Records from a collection
┌──

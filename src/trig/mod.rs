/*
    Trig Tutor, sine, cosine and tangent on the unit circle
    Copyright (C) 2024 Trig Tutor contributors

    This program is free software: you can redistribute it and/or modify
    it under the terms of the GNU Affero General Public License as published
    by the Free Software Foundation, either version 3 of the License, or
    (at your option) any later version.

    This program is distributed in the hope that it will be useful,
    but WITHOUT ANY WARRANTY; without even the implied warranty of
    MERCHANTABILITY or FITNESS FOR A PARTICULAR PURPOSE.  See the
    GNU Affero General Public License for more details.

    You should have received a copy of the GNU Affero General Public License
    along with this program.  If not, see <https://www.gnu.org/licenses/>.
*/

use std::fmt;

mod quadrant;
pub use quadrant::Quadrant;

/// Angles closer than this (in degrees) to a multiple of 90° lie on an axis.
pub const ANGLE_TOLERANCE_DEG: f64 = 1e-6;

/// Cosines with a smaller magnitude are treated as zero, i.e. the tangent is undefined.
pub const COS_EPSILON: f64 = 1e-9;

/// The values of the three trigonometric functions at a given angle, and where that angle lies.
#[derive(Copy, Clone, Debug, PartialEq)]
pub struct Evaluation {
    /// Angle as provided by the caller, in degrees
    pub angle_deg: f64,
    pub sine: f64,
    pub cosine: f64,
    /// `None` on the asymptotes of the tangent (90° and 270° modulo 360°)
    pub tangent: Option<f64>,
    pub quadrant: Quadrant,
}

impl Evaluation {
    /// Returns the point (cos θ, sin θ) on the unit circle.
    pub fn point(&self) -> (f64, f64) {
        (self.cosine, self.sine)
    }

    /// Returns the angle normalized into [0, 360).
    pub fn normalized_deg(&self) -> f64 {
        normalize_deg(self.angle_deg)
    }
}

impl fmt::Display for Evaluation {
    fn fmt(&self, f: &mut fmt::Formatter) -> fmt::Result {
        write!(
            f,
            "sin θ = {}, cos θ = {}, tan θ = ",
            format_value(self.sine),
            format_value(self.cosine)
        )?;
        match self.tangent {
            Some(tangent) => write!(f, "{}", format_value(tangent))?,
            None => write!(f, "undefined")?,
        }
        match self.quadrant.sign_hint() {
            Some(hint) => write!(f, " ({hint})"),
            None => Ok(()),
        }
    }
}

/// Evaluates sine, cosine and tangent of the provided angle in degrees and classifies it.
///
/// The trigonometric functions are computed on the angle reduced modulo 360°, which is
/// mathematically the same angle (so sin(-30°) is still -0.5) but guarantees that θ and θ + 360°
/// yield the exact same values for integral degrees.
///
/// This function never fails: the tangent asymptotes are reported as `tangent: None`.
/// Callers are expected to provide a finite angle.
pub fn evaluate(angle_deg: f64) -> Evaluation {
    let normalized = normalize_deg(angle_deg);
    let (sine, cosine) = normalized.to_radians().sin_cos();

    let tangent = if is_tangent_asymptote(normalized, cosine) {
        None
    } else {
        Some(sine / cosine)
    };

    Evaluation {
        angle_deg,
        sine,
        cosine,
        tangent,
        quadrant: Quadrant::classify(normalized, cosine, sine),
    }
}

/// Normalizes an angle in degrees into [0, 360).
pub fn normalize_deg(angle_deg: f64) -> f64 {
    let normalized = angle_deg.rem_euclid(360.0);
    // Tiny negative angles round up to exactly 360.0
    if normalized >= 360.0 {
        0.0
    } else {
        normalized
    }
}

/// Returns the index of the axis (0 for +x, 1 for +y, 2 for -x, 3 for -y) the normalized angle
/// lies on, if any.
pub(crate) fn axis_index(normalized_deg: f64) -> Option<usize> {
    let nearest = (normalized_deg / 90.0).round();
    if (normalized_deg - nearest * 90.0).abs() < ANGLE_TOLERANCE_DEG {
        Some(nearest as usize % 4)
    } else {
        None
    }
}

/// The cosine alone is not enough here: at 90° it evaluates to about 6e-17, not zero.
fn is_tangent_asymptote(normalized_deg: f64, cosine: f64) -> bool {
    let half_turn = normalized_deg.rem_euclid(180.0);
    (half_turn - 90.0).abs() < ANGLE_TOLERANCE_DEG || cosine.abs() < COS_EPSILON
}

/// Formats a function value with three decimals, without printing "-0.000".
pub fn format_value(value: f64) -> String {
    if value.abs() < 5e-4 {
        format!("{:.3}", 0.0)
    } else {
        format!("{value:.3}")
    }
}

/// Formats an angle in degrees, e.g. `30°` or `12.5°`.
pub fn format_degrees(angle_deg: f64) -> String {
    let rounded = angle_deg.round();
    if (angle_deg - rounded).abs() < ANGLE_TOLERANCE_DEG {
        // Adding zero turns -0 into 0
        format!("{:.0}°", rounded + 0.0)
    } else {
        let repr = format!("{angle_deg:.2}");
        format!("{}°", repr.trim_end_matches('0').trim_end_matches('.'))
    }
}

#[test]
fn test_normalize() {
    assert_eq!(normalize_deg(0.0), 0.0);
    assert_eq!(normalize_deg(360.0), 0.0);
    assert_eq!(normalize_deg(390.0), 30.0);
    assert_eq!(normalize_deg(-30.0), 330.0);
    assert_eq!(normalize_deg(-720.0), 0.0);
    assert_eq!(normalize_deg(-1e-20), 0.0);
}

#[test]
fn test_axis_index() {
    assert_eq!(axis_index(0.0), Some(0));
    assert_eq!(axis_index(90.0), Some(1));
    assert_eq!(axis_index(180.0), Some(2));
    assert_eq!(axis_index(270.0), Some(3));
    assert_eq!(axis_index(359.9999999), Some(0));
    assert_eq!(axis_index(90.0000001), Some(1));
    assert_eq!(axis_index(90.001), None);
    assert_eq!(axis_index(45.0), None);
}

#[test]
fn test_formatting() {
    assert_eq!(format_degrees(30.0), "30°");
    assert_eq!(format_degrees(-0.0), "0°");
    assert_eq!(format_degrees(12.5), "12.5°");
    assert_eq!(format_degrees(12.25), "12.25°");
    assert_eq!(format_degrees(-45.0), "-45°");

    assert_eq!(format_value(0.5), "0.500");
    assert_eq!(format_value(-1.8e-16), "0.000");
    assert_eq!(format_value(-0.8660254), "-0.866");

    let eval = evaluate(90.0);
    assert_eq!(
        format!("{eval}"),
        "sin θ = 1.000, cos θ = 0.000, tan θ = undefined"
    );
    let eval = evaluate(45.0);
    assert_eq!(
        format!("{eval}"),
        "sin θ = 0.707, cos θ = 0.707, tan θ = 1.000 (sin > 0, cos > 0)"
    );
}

└──
┌──

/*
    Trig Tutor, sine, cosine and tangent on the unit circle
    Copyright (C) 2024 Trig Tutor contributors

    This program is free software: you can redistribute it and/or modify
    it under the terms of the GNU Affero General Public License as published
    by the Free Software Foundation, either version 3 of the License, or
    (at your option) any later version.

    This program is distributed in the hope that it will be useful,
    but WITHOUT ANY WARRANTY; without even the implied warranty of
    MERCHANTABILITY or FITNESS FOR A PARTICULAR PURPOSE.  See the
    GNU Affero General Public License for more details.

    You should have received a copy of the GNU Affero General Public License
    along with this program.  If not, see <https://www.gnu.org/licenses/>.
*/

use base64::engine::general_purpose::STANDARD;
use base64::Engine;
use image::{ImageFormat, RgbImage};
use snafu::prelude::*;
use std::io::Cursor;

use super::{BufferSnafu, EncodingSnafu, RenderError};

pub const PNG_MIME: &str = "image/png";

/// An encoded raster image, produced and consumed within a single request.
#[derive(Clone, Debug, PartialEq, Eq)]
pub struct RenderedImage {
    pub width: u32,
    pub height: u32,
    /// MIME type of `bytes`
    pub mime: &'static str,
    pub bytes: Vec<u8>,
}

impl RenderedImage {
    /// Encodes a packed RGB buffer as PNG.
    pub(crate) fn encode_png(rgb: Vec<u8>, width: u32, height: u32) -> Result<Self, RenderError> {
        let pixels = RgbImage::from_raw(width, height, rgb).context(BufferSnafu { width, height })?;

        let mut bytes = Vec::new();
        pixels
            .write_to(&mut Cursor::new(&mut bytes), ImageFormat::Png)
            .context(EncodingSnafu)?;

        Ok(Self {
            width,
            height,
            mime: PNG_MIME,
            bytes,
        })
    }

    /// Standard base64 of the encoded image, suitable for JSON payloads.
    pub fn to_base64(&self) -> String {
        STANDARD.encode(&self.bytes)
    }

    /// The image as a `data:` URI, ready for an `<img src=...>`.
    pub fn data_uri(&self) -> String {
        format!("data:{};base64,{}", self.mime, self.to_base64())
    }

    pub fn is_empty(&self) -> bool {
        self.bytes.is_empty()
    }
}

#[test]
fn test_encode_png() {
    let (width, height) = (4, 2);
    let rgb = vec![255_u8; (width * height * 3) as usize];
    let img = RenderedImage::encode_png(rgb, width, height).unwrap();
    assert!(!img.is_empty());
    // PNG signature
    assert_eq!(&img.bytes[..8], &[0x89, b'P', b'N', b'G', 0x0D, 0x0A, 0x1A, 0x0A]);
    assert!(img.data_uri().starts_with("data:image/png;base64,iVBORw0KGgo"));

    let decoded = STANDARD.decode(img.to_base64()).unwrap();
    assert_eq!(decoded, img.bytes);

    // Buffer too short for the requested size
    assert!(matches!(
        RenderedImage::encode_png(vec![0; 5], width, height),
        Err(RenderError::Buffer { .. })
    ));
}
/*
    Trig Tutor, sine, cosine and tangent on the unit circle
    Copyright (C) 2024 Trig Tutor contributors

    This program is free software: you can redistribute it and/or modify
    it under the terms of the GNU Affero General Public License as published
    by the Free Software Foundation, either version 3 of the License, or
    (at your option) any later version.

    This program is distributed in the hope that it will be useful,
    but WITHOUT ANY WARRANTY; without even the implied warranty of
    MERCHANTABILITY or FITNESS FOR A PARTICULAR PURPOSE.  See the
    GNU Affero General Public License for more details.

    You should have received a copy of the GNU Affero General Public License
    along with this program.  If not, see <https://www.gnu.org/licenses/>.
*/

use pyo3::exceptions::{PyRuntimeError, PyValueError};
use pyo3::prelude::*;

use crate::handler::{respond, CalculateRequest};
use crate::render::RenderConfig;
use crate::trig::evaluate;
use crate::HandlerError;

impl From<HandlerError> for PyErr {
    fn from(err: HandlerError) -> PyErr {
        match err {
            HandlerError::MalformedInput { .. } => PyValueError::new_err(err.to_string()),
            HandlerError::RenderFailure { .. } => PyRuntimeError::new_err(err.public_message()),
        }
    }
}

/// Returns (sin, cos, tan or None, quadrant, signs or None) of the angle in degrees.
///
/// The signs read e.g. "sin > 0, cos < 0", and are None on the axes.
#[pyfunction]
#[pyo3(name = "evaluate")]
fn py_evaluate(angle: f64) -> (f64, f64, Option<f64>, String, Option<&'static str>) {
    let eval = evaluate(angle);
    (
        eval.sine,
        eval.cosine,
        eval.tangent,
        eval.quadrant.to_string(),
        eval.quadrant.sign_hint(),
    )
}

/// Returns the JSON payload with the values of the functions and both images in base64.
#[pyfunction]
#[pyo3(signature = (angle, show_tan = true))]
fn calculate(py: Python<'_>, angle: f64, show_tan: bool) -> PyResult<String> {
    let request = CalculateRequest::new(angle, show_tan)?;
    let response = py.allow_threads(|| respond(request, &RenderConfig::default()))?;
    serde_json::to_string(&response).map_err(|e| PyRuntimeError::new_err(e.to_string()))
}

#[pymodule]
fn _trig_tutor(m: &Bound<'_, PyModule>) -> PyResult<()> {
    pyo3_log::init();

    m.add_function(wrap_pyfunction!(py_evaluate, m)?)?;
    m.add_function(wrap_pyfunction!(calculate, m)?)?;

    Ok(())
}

└──
┌──

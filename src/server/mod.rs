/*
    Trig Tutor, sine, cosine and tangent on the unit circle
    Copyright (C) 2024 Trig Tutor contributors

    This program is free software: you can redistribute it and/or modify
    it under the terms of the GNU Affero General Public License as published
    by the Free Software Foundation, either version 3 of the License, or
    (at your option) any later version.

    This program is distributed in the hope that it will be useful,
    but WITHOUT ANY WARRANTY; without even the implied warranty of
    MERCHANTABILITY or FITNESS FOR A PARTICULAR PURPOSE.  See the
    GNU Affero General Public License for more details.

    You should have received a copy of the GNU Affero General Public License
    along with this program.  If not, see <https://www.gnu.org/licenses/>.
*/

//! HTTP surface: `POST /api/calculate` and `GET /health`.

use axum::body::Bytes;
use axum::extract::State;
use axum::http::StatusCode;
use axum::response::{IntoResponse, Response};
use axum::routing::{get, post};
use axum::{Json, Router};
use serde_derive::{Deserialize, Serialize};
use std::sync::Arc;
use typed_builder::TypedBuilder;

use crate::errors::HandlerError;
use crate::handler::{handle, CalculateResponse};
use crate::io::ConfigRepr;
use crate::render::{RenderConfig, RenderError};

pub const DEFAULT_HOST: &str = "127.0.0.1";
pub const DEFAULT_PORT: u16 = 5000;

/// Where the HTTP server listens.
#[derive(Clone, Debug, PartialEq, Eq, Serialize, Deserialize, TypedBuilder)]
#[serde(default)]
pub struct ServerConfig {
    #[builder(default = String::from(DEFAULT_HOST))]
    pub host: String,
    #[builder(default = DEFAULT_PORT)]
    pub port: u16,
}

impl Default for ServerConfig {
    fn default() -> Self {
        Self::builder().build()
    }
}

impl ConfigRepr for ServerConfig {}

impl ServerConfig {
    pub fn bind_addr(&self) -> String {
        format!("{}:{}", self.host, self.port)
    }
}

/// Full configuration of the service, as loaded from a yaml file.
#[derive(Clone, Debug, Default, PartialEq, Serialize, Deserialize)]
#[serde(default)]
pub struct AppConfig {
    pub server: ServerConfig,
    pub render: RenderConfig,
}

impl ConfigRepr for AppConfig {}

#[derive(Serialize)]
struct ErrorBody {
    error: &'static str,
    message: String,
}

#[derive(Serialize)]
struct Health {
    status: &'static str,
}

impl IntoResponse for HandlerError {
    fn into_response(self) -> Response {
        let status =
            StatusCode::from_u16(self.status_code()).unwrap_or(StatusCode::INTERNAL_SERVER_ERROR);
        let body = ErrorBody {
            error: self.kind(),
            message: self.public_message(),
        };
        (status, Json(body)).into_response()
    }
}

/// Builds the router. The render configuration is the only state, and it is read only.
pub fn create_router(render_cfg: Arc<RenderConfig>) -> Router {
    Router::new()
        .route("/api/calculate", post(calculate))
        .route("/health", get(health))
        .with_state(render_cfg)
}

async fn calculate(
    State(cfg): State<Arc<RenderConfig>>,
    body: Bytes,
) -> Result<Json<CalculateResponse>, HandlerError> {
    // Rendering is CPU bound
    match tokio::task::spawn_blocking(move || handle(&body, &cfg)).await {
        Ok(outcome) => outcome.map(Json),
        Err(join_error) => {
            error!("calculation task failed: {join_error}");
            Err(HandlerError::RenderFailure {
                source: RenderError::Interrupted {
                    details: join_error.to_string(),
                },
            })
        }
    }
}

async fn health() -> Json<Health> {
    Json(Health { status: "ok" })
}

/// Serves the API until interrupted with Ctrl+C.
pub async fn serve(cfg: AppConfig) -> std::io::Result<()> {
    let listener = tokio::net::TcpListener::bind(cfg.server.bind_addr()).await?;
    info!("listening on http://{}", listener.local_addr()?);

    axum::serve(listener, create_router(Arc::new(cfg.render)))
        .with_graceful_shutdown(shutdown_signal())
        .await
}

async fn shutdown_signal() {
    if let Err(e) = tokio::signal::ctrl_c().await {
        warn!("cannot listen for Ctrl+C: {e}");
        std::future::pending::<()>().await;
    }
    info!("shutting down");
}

└──

> **What is required**
All of the lines above that carry the string "RenderedImage" need to be found and copied.

> **Exercise solution**
pub struct RenderedImage {
impl RenderedImage {
    let img = RenderedImage::encode_png(rgb, width, height).unwrap();
        RenderedImage::encode_png(vec![0; 5], width, height),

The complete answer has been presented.